Many College Station parks have pavilions available for rent. To reserve a pavilion, contact the Parks & Recreation Department at 979-764-3486. You’ll still need the mayor’s approval for outdoor events with 10 or more people.

Special events

In some cases, a planned gathering may be large enough to require a special event permit. A special event is defined as:

… a temporary event, gathering or organized activity held outside the confines of a building or permanent structure, including, but not limited to, meetings, entertainment, performances, shows, exhibitions, street fairs, rallies, races, concerts, carnivals, or amusements held on city-owned or private property and sponsored by an applicant who is expected to draw more than 200 attendees.

You need to apply for a special events permit at least 30 days before your event.

Physical distancing

The Texas Department of State Health Services and the Centers for Disease Control and Prevention recommend businesses continue practicing COVID-19 protocols, including physical distancing among customers whenever possible.
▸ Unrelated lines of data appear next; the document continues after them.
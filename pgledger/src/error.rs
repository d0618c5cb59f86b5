use std::fmt;
use std::path::PathBuf;

use postgres::error::SqlState;

/// Boxed cause for errors that may originate from more than one driver layer
/// (the `postgres` client itself, or the `r2d2` pool wrapped around it).
pub type BoxError = Box<dyn std::error::Error + Send + Sync + 'static>;

/// The step of a run during which an error occurred.
#[derive(Debug, Clone, Copy, PartialEq, Eq)]
pub enum Phase {
    Connect,
    AdvisoryLock,
    EnsureLedger,
    QueryLedger,
    BeginTransaction,
    Execute,
    Record,
    Commit,
}

impl fmt::Display for Phase {
    fn fmt(&self, f: &mut fmt::Formatter<'_>) -> fmt::Result {
        let phase = match self {
            Phase::Connect => "acquiring a connection",
            Phase::AdvisoryLock => "acquiring the advisory lock",
            Phase::EnsureLedger => "ensuring the ledger table",
            Phase::QueryLedger => "querying the ledger",
            Phase::BeginTransaction => "beginning a transaction",
            Phase::Execute => "executing migration statements",
            Phase::Record => "recording the migration in the ledger",
            Phase::Commit => "committing",
        };
        f.write_str(phase)
    }
}

/// Error type for the pgledger crate.
#[derive(thiserror::Error, Debug)]
pub enum Error {
    /// The run configuration is missing or invalid. Raised before any database interaction.
    #[error("invalid configuration: {0}")]
    Config(String),

    /// The database could not be reached, or the connection was lost mid-run.
    #[error("connection error while {phase}{}: {}", for_migration(.migration), describe_boxed(.source))]
    Connectivity {
        phase: Phase,
        migration: Option<String>,
        #[source]
        source: BoxError,
    },

    /// The connected role lacks the privileges for a DDL or DML statement.
    #[error("permission denied while {phase}{}: {}", for_migration(.migration), describe(.source))]
    Permission {
        phase: Phase,
        migration: Option<String>,
        #[source]
        source: postgres::Error,
    },

    /// The migrations directory, or one of its files, could not be read.
    #[error("cannot read {}: {source}", .path.display())]
    Io {
        path: PathBuf,
        #[source]
        source: std::io::Error,
    },

    /// A migration's own statements (or its ledger insert) failed.
    #[error("migration '{migration}' failed while {phase}: {}", describe(.source))]
    MigrationExecution {
        migration: String,
        phase: Phase,
        #[source]
        source: postgres::Error,
    },

    /// The ledger already holds a record for a migration this run just applied.
    /// Another runner applied it concurrently.
    #[error("migration '{migration}' is already recorded in {ledger}; another runner applied it concurrently")]
    DuplicateRecord {
        migration: String,
        ledger: String,
        #[source]
        source: postgres::Error,
    },

    /// Any other database error outside of a migration's own statements.
    #[error("database error while {phase}: {}", describe(.source))]
    Database {
        phase: Phase,
        #[source]
        source: postgres::Error,
    },
}

fn for_migration(migration: &Option<String>) -> String {
    match migration {
        Some(name) => format!(" (migration '{}')", name),
        None => String::new(),
    }
}

/// The server's own message for database errors; `postgres::Error` alone
/// only displays "db error".
fn describe(error: &postgres::Error) -> String {
    let Some(db) = error.as_db_error() else {
        return error.to_string();
    };

    let mut message = format!("{} (SQLSTATE {})", db.message(), db.code().code());
    if let Some(detail) = db.detail() {
        message.push_str(&format!("; detail: {}", detail));
    }
    if let Some(hint) = db.hint() {
        message.push_str(&format!("; hint: {}", hint));
    }
    message
}

fn describe_boxed(error: &BoxError) -> String {
    match error.downcast_ref::<postgres::Error>() {
        Some(error) => describe(error),
        None => error.to_string(),
    }
}

impl Error {
    /// Classify a driver error raised during `phase`.
    ///
    /// `migration` is set when the error happened while applying a specific
    /// migration; such errors become per-file failures unless they are
    /// connectivity errors.
    pub(crate) fn from_postgres(
        phase: Phase,
        migration: Option<&str>,
        error: postgres::Error,
    ) -> Self {
        let migration = migration.map(str::to_string);

        if is_connectivity(&error) {
            return Error::Connectivity {
                phase,
                migration,
                source: Box::new(error),
            };
        }

        if error.code() == Some(&SqlState::INSUFFICIENT_PRIVILEGE) {
            return Error::Permission {
                phase,
                migration,
                source: error,
            };
        }

        match migration {
            Some(migration) => Error::MigrationExecution {
                migration,
                phase,
                source: error,
            },
            None => Error::Database {
                phase,
                source: error,
            },
        }
    }

    /// Whether this error aborts the whole run.
    ///
    /// Only failures scoped to a single migration (its statements failing, or
    /// a permission error on them) are isolated; everything else is fatal.
    pub fn is_fatal(&self) -> bool {
        !matches!(
            self,
            Error::MigrationExecution { .. }
                | Error::Permission {
                    migration: Some(_),
                    ..
                }
        )
    }

    /// The migration this error is attributed to, if any.
    pub fn migration(&self) -> Option<&str> {
        match self {
            Error::Connectivity { migration, .. } | Error::Permission { migration, .. } => {
                migration.as_deref()
            }
            Error::MigrationExecution { migration, .. }
            | Error::DuplicateRecord { migration, .. } => Some(migration),
            Error::Config(_) | Error::Io { .. } | Error::Database { .. } => None,
        }
    }

    /// The SQLSTATE reported by the server, if the error came from the database.
    pub fn sql_state(&self) -> Option<&SqlState> {
        match self {
            Error::Permission { source, .. }
            | Error::MigrationExecution { source, .. }
            | Error::DuplicateRecord { source, .. }
            | Error::Database { source, .. } => source.code(),
            Error::Connectivity { source, .. } => source
                .downcast_ref::<postgres::Error>()
                .and_then(|e| e.code()),
            Error::Config(_) | Error::Io { .. } => None,
        }
    }
}

/// Connection-level failures: closed sessions, I/O errors, SQLSTATE class 08
/// and the server shutdown codes sent when a backend is terminated.
fn is_connectivity(error: &postgres::Error) -> bool {
    if error.is_closed() {
        return true;
    }

    if let Some(code) = error.code() {
        return code.code().starts_with("08")
            || *code == SqlState::ADMIN_SHUTDOWN
            || *code == SqlState::CRASH_SHUTDOWN
            || *code == SqlState::CANNOT_CONNECT_NOW;
    }

    std::error::Error::source(error)
        .map(|source| source.is::<std::io::Error>())
        .unwrap_or(false)
}

#[cfg(test)]
mod tests {
    use super::*;

    #[test]
    fn config_errors_are_fatal() {
        assert!(Error::Config("missing host".to_string()).is_fatal());
    }

    #[test]
    fn io_errors_are_fatal_and_name_the_path() {
        let error = Error::Io {
            path: PathBuf::from("/nowhere/migrations"),
            source: std::io::Error::new(std::io::ErrorKind::NotFound, "no such directory"),
        };
        assert!(error.is_fatal());
        assert_eq!(error.migration(), None);
        assert_eq!(
            error.to_string(),
            "cannot read /nowhere/migrations: no such directory"
        );
    }

    #[test]
    fn connectivity_message_includes_phase_and_migration() {
        let error = Error::Connectivity {
            phase: Phase::Execute,
            migration: Some("002_posts.sql".to_string()),
            source: "connection reset".into(),
        };
        assert!(error.is_fatal());
        assert_eq!(error.migration(), Some("002_posts.sql"));
        assert_eq!(
            error.to_string(),
            "connection error while executing migration statements (migration '002_posts.sql'): connection reset"
        );
    }

    #[test]
    fn connectivity_message_without_migration() {
        let error = Error::Connectivity {
            phase: Phase::Connect,
            migration: None,
            source: "timed out waiting for connection".into(),
        };
        assert_eq!(
            error.to_string(),
            "connection error while acquiring a connection: timed out waiting for connection"
        );
        assert_eq!(error.sql_state(), None);
    }
}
Game days are critical to our community’s success, and we share your excitement about the return of Aggie football. With your help, we’ll host all our home games and welcome visitors to experience College Station while remaining safe and healthy.

If you have questions about COVID-19 requirements for businesses, tailgating, or other group gatherings, contact me at 979-764-6327.

Gig ‘em, Aggies!

 


About the Blogger

Barbara Moore is in her 14th year with the City of College Station and her second as assistant to the city manager. Barbara served 12 years as neighborhood services coordinator. She previously was the executive director of Family Outreach of Bryan/College Station and was the director of faith-based relations for the Dallas Area Habitat for Humanity. Barbara is a 1992 graduate of Jackson State and earned her master’s degree in public administration from the University of Washington in 1996.